Aging B Cells are Harmful to Immune Function
The immune system is full of specific examples of what is known as antagonistic pleiotropy, the evolution of systems that are beneficial in youth but become harmful in old age. B cells serve a useful but not absolutely vital role in the immune system; one can survive without B cells if necessary, at the cost of diminished immune responsiveness. Unfortunately, aging brings a growing population of dysfunctional, harmful age-associated B cells that aggravate loss of immune function and age-related disease more generally. Destruction of B cells is readily achieved in animal models, either temporarily or permanently. Temporary clearance of B cells in mice is beneficial, removing the age-associated B cells and replacing them with more functional B cells, while here researchers show that permanent life-long removal of B cells in mice slows aspects of immune aging and improves late-life health.
Dysregulation of the adaptive immune system is a key feature of aging and is associated with age-related chronic diseases and mortality. Here, we find that T cell aging, especially in the CD4 subset, is controlled by B cells. B cells contributed to the age-related reduction of naive CD4 T cells, their differentiation toward immunosenescent T cell subsets, and age-associated T cell receptor clonal restriction. Concurrently, mice lacking B cells displayed improvements in health span and life span.
We uncovered a role for B cell-intrinsic insulin receptor signaling in influencing age-related B cell phenotypes that in turn induces CD4 T cell dysfunction, a process that is in part driven by major histocompatibility complex class II. These results identify B cells as critical mediators driving age-associated adaptive immune dysfunction and health span outcomes and suggest previously unrecognized modalities to manage aging and related health decline.
Huh! Interesting. It does make intuitive sense that aged dysfunctional B cells could drive CD4+ T-cell dysfunction via maladaptive MHC-II cell-cell interactions. The prominence of Insulin-Receptor signaling in this was surprising but overactive insulin receptor/IGF-1 signaling has been linked to metabolic-driven aging in other cell types/tissue types, so that also makes sense.

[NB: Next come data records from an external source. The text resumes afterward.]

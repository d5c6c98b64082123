//! Operator broadcast to every active session.

use ::metrics::counter;
use pipe_core::envelope::build_envelopes;
use serde::Serialize;
use tracing::{debug, info};

use super::member::Frame;
use super::registry::SessionRegistry;
use crate::metrics::BROADCASTS_TOTAL;

/// Outcome of a broadcast.
#[derive(Debug, Default, Clone, Copy, PartialEq, Eq, Serialize)]
pub struct BroadcastReport {
    /// Sessions visited.
    pub sessions: usize,
    /// Members that received both envelopes.
    pub recipients: usize,
    /// Members whose queue refused at least one envelope.
    pub failed: usize,
}

/// Frame `text` and send both envelopes, in order, to every member of every
/// active session. Delivery failures are ignored.
pub fn broadcast(registry: &SessionRegistry, text: &str) -> BroadcastReport {
    let envelopes = build_envelopes(text);
    let mut report = BroadcastReport::default();

    for session_id in registry.all_session_ids() {
        let members = registry.members_of(&session_id);
        if members.is_empty() {
            continue;
        }
        report.sessions += 1;
        for member in members {
            let mut ok = true;
            for envelope in &envelopes {
                ok &= member.send(Frame::Text(envelope.clone()));
            }
            if ok {
                report.recipients += 1;
            } else {
                report.failed += 1;
                debug!(%session_id, member_id = %member.id(), "broadcast envelope dropped");
            }
        }
    }

    counter!(BROADCASTS_TOTAL).increment(1);
    info!(
        sessions = report.sessions,
        recipients = report.recipients,
        failed = report.failed,
        "broadcast delivered"
    );
    report
}
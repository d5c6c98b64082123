//! Session tokens and member identifiers.

use std::fmt;
use std::str::FromStr;

use base64::Engine;
use base64::engine::general_purpose::URL_SAFE_NO_PAD;
use rand::RngCore;
use serde::{Deserialize, Serialize};
use uuid::Uuid;

/// Number of random bytes behind a generated session token (240 bits).
pub const SESSION_TOKEN_BYTES: usize = 30;

/// Opaque name of a session.
///
/// Generated tokens are URL-safe base64 of [`SESSION_TOKEN_BYTES`] random
/// bytes, but any non-empty path segment a peer connects with is accepted.
#[derive(Clone, Debug, Hash, Eq, PartialEq, Serialize, Deserialize)]
#[serde(transparent)]
pub struct SessionId(String);

impl SessionId {
    /// Mint a fresh, unguessable session token.
    pub fn generate() -> Self {
        let mut bytes = [0u8; SESSION_TOKEN_BYTES];
        rand::rng().fill_bytes(&mut bytes);
        Self(URL_SAFE_NO_PAD.encode(bytes))
    }

    /// Wrap a token supplied by a connecting peer.
    pub fn from_raw(s: impl Into<String>) -> Self {
        Self(s.into())
    }

    /// Borrow the token text.
    pub fn as_str(&self) -> &str {
        &self.0
    }
}

impl fmt::Display for SessionId {
    fn fmt(&self, f: &mut fmt::Formatter<'_>) -> fmt::Result {
        f.write_str(&self.0)
    }
}

impl FromStr for SessionId {
    type Err = std::convert::Infallible;
    fn from_str(s: &str) -> Result<Self, Self::Err> {
        Ok(Self(s.to_owned()))
    }
}

impl AsRef<str> for SessionId {
    fn as_ref(&self) -> &str {
        &self.0
    }
}

/// Identity of one connection inside a session.
#[derive(Clone, Debug, Hash, Eq, PartialEq, Serialize, Deserialize)]
#[serde(transparent)]
pub struct MemberId(String);

impl MemberId {
    /// Create a new time-ordered member id.
    pub fn new() -> Self {
        Self(format!("member_{}", Uuid::now_v7()))
    }

    /// Borrow the id text.
    pub fn as_str(&self) -> &str {
        &self.0
    }
}

impl Default for MemberId {
    fn default() -> Self {
        Self::new()
    }
}

impl fmt::Display for MemberId {
    fn fmt(&self, f: &mut fmt::Formatter<'_>) -> fmt::Result {
        f.write_str(&self.0)
    }
}
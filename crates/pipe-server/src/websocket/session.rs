//! Member connection lifecycle, from upgrade through disconnect.

use std::sync::Arc;
use std::time::Duration;

use axum::extract::ws::{Message, WebSocket};
use bytes::Bytes;
use futures::{SinkExt, StreamExt};
use pipe_core::SessionId;
use tokio::time;
use tracing::{debug, info, instrument, warn};

use super::heartbeat::{HeartbeatResult, run_heartbeat};
use crate::config::ServerConfig;
use crate::relay::{Frame, Member, RelayEngine};

/// How long the writer may take to flush its Close frame after disconnect.
const WRITER_DRAIN_TIMEOUT: Duration = Duration::from_secs(5);

/// Per-connection limits taken from [`ServerConfig`].
#[derive(Clone, Copy, Debug)]
pub struct SessionLimits {
    /// Outbound queue depth.
    pub queue_capacity: usize,
    /// Ping period.
    pub ping_interval: Duration,
    /// Silence after which the member is dropped.
    pub pong_timeout: Duration,
}

impl SessionLimits {
    /// Extract limits from the server config.
    pub fn from_config(config: &ServerConfig) -> Self {
        Self {
            queue_capacity: config.send_queue_capacity,
            ping_interval: config.ping_interval(),
            pong_timeout: config.pong_timeout(),
        }
    }
}

fn into_message(frame: Frame) -> Message {
    match frame {
        Frame::Text(text) => Message::Text(text.into()),
        Frame::Binary(data) => Message::Binary(data),
    }
}

/// Run one member connection of `session_id`.
///
/// 1. Joins the session
/// 2. Relays inbound Text/Binary frames to co-members
/// 3. Forwards the member's queue to the socket, with periodic Pings
/// 4. On Close, socket error, pong timeout or force-close, leaves the
///    session and closes any cascaded co-members
#[instrument(skip_all, fields(%session_id, controller = controller))]
pub async fn run_member_session(
    ws: WebSocket,
    session_id: SessionId,
    controller: bool,
    engine: Arc<RelayEngine>,
    limits: SessionLimits,
) {
    let (mut ws_tx, mut ws_rx) = ws.split();
    let (member, mut queue) = Member::channel(controller, limits.queue_capacity);
    let member_id = member.id().clone();

    let created = engine.registry().join(&session_id, member.clone());
    info!(%member_id, created, "member connected");

    let heartbeat = tokio::spawn(run_heartbeat(
        member.clone(),
        limits.ping_interval,
        limits.pong_timeout,
    ));

    let writer_member = member.clone();
    let writer = tokio::spawn(async move {
        let mut ping = time::interval(limits.ping_interval);
        let _ = ping.tick().await;

        loop {
            tokio::select! {
                biased;
                () = writer_member.closed() => {
                    let _ = ws_tx.send(Message::Close(None)).await;
                    break;
                }
                frame = queue.recv() => {
                    let Some(frame) = frame else { break };
                    if ws_tx.send(into_message(frame)).await.is_err() {
                        break;
                    }
                }
                _ = ping.tick() => {
                    if ws_tx.send(Message::Ping(Bytes::new())).await.is_err() {
                        break;
                    }
                }
            }
        }
        writer_member.close();
    });

    loop {
        let next = tokio::select! {
            () = member.closed() => break,
            next = ws_rx.next() => next,
        };
        let frame = match next {
            Some(Ok(Message::Text(text))) => Frame::Text(text.as_str().to_owned()),
            Some(Ok(Message::Binary(data))) => Frame::Binary(data),
            Some(Ok(Message::Ping(_) | Message::Pong(_))) => {
                member.mark_alive();
                continue;
            }
            Some(Ok(Message::Close(_))) | None => {
                debug!(%member_id, "peer closed connection");
                break;
            }
            Some(Err(err)) => {
                debug!(%member_id, error = %err, "websocket read failed");
                break;
            }
        };
        member.mark_alive();
        let _ = engine.relay(&session_id, &member_id, frame);
    }

    let _ = engine.disconnect(&session_id, &member_id);
    member.close();

    if time::timeout(WRITER_DRAIN_TIMEOUT, writer).await.is_err() {
        warn!(%member_id, "writer did not finish after disconnect");
    }
    if let Ok(HeartbeatResult::TimedOut) = heartbeat.await {
        warn!(%member_id, timeout = ?limits.pong_timeout, "member unresponsive, disconnected");
    }
    info!(%member_id, connected_for = ?member.age(), "member disconnected");
}
//! Server configuration.

use std::time::Duration;

use pipe_settings::PipeSettings;
use serde::{Deserialize, Serialize};

/// Configuration for the pipe server.
#[derive(Clone, Debug, Serialize, Deserialize)]
pub struct ServerConfig {
    /// Host to bind (default `"127.0.0.1"`).
    pub host: String,
    /// Port to bind (default `0` for auto-assign).
    pub port: u16,
    /// Max WebSocket message size in bytes.
    pub max_message_size: usize,
    /// Outbound queue depth per member.
    pub send_queue_capacity: usize,
    /// Heartbeat ping interval in seconds.
    pub ping_interval_secs: u64,
    /// Disconnect a member after this many seconds without a pong.
    pub pong_timeout_secs: u64,
    /// Lower-case request header carrying the controller flag.
    pub controller_header: String,
    /// Seconds between reaper sweeps.
    pub reap_interval_secs: u64,
    /// Age in seconds after which a lone member is reaped.
    pub reap_grace_secs: u64,
    /// Seconds between drain checks while a shutdown is pending.
    pub drain_poll_secs: u64,
}

/// Loopback with an auto-assigned port, for tests and embedding.
///
/// The deployed listener takes its defaults from `PipeSettings` through
/// [`ServerConfig::from_settings`].
impl Default for ServerConfig {
    fn default() -> Self {
        Self {
            host: "127.0.0.1".into(),
            port: 0,
            max_message_size: 16 * 1024 * 1024, // 16 MB
            send_queue_capacity: 1024,
            ping_interval_secs: 30,
            pong_timeout_secs: 60,
            controller_header: "x-pipe-controller".into(),
            reap_interval_secs: 600,
            reap_grace_secs: 60,
            drain_poll_secs: 5,
        }
    }
}

impl ServerConfig {
    /// Build a server config from loaded settings.
    pub fn from_settings(settings: &PipeSettings) -> Self {
        Self {
            host: settings.server.host.clone(),
            port: settings.server.port,
            max_message_size: settings.server.max_message_size,
            send_queue_capacity: settings.server.send_queue_capacity,
            ping_interval_secs: settings.server.ping_interval_secs,
            pong_timeout_secs: settings.server.pong_timeout_secs,
            controller_header: settings.server.controller_header.to_ascii_lowercase(),
            reap_interval_secs: settings.reaper.interval_secs,
            reap_grace_secs: settings.reaper.grace_secs,
            drain_poll_secs: settings.shutdown.drain_poll_secs,
        }
    }

    /// Heartbeat ping interval.
    pub fn ping_interval(&self) -> Duration {
        Duration::from_secs(self.ping_interval_secs.max(1))
    }

    /// Pong timeout.
    pub fn pong_timeout(&self) -> Duration {
        Duration::from_secs(self.pong_timeout_secs)
    }

    /// Reaper sweep period.
    pub fn reap_interval(&self) -> Duration {
        Duration::from_secs(self.reap_interval_secs.max(1))
    }

    /// Orphan grace period.
    pub fn reap_grace(&self) -> Duration {
        Duration::from_secs(self.reap_grace_secs)
    }

    /// Drain poll period.
    pub fn drain_poll(&self) -> Duration {
        Duration::from_secs(self.drain_poll_secs.max(1))
    }
}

I think direct translation to humans will be challenging, given the important role of B-cells in vaccine responses / infection prevention; " Mice were maintained in a pathogen-free, temperature-controlled...environment..." which would not be the typical human lifestyle (other than the historic "boy in the bubble" SCID patients...). Still, *temporary* B-cell ablation (e.g., with anti-CD19 agents) and "micro-replacement" with young HSCs seems like it could be a meaningful longevity-enhancing strategy.